He watched until they had shut the security door behind them and smiled slightly hearing their very vocal complaints about his attitude and arrogance. Happy that they were gone, he flicked open the file and scanned the article once more. One thing he hadn't noticed, the murderer was a woman, particularly interesting in Gotham which was exceedingly behind the times, still treating women like 1950's housewives. He looked up at the creature stalking behind the glass for the first time. He was stunned by her apparent calm nature. His eyes scanned from the floor up. Her feet were bare, the left bound tight in thick bandages, and simple white trousers sat too short above her ankles. Her arms were bound by the constraints of a discoloured straight jacket. Then he looked at her face. There was no expression, her face completely neutral as she walked back and forth, although he noticed dark red blood smudged down the side of her head. The nurses he discovered had not seen fit to clean and dress her injury properly.

He thought carefully, maybe he had been too quick to condemn her to life in prison, watching her file he noted her background. Her background of wealth was apparent from the way she carried her tall frame, and he guessed the intelligence was helping her to keep her sanity in these conditions, for one thing was certain, to his well-trained eyes she was by no means insane.

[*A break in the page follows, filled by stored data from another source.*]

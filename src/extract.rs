//! `Json` and `Path` extractors whose rejections use the API error body.

use axum::{
    async_trait,
    extract::{
        rejection::{JsonRejection, PathRejection},
        FromRequest, FromRequestParts, Path, Request,
    },
    http::request::Parts,
    Json,
};
use tracing::debug;

use crate::error::ApiError;

pub struct ApiJson<T>(pub T);

#[async_trait]
impl<T, S> FromRequest<S> for ApiJson<T>
where
    Json<T>: FromRequest<S, Rejection = JsonRejection>,
    S: Send + Sync,
{
    type Rejection = ApiError;

    async fn from_request(req: Request, state: &S) -> Result<Self, Self::Rejection> {
        let Json(value) = Json::<T>::from_request(req, state).await?;
        Ok(Self(value))
    }
}

pub struct ApiPath<T>(pub T);

#[async_trait]
impl<T, S> FromRequestParts<S> for ApiPath<T>
where
    Path<T>: FromRequestParts<S, Rejection = PathRejection>,
    S: Send + Sync,
{
    type Rejection = ApiError;

    async fn from_request_parts(parts: &mut Parts, state: &S) -> Result<Self, Self::Rejection> {
        let Path(value) = Path::<T>::from_request_parts(parts, state).await?;
        Ok(Self(value))
    }
}

impl From<JsonRejection> for ApiError {
    fn from(rejection: JsonRejection) -> Self {
        debug!(error = %rejection.body_text(), "json body rejected");
        ApiError::Validation(rejection.body_text())
    }
}

impl From<PathRejection> for ApiError {
    fn from(rejection: PathRejection) -> Self {
        debug!(error = %rejection.body_text(), "path rejected");
        ApiError::Validation(rejection.body_text())
    }
}
use axum::{extract::State, routing::post, Json, Router};
use serde::{Deserialize, Serialize};
use serde_json::Value;
use tracing::{info, instrument, warn};

use super::{
    commands::{extract_commands, message},
    repo::Role,
};
use crate::{
    auth::extractors::AuthUser,
    error::ApiError,
    extract::ApiJson,
    state::AppState,
};

pub const FALLBACK_REPLY: &str =
    "Sorry, I couldn't reach the assistant right now. Please try again in a moment.";

const INSTRUCTIONS: &str = r#"You are Drvyn, a helpful scheduling assistant.
Always reply with ONLY a JSON array of commands, for example:
[{"command":"ADD","title":"Gym","start":"2025-08-01T18:00:00","end":"2025-08-01T19:00:00"},
 {"command":"REMOVE","title":"Dentist","start":"2025-08-02T09:00:00","end":"2025-08-02T10:00:00"},
 {"command":"MESSAGE","text":"Scheduled your gym session."}]
Times are ISO 8601 without offset. Use MESSAGE for anything that is not a calendar change."#;

#[derive(Debug, Deserialize)]
pub struct ChatRequest {
    pub input: Option<String>,
}

#[derive(Debug, Serialize)]
pub struct ChatResponse {
    pub commands: Vec<Value>,
}

pub fn chat_routes() -> Router<AppState> {
    Router::new().route("/ai", post(chat))
}

#[instrument(skip(state, payload))]
pub async fn chat(
    State(state): State<AppState>,
    AuthUser(user_id): AuthUser,
    ApiJson(payload): ApiJson<ChatRequest>,
) -> Result<Json<ChatResponse>, ApiError> {
    let input = payload
        .input
        .map(|i| i.trim().to_string())
        .filter(|i| !i.is_empty())
        .ok_or_else(|| ApiError::validation("No input"))?;

    state
        .conversations
        .append(user_id, Role::User, &input)
        .await?;

    let commands = match state.chat.complete(INSTRUCTIONS, &input).await {
        Ok(reply) => {
            state
                .conversations
                .append(user_id, Role::Assistant, &reply)
                .await?;
            let commands = extract_commands(&reply);
            info!(%user_id, commands = commands.len(), "chat reply parsed");
            commands
        }
        Err(e) => {
            warn!(%user_id, error = %e, "chat provider failed; sending fallback");
            message(FALLBACK_REPLY)
        }
    };

    Ok(Json(ChatResponse { commands }))
}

Selina had been pacing for four hours, twenty five minutes and fourteen seconds. The pain in her foot had not died, but if she left it there was no doubt it would stiffen up and soon she would lose the use of it completely for the incompetent medical advisor had ignored a shard of glass that was still lodged in her flesh. She had ignored the nurses; they had no idea who she was or any of her reasons. They were all clones; petite, pretty, delicate young women, like those who had bullied her throughout her time in High School. Now they thought once again they had the upper hand- but it was not over yet. Now she turned to the doctor, making eye contact with the first person since she had looked up into the eyes of the arresting police officer.

He was a lot shorter than her, a fact that would not have made her blood boil as much if he had been the other side of the glass, but her annoyance was settled by the expression with which he regarded her. He did not seem to have the same preditorial stance like the nurses before him. He was simply stood, his eyes scanning the page in front of him, she could see her profile photo- they had matched her Harvard graduation photo, at that time she could have easily slipped several thousand dollars into the pockets of the officers and nothing more would have been said on the matter. She had seen her father do something similar the night her mother died, when he shot the assassin who had completed the act. A memory that had haunted Selina from her days as a child, pushed her into outcast in her teens and now, in her twenties had segregated her even more from society than she could imagine.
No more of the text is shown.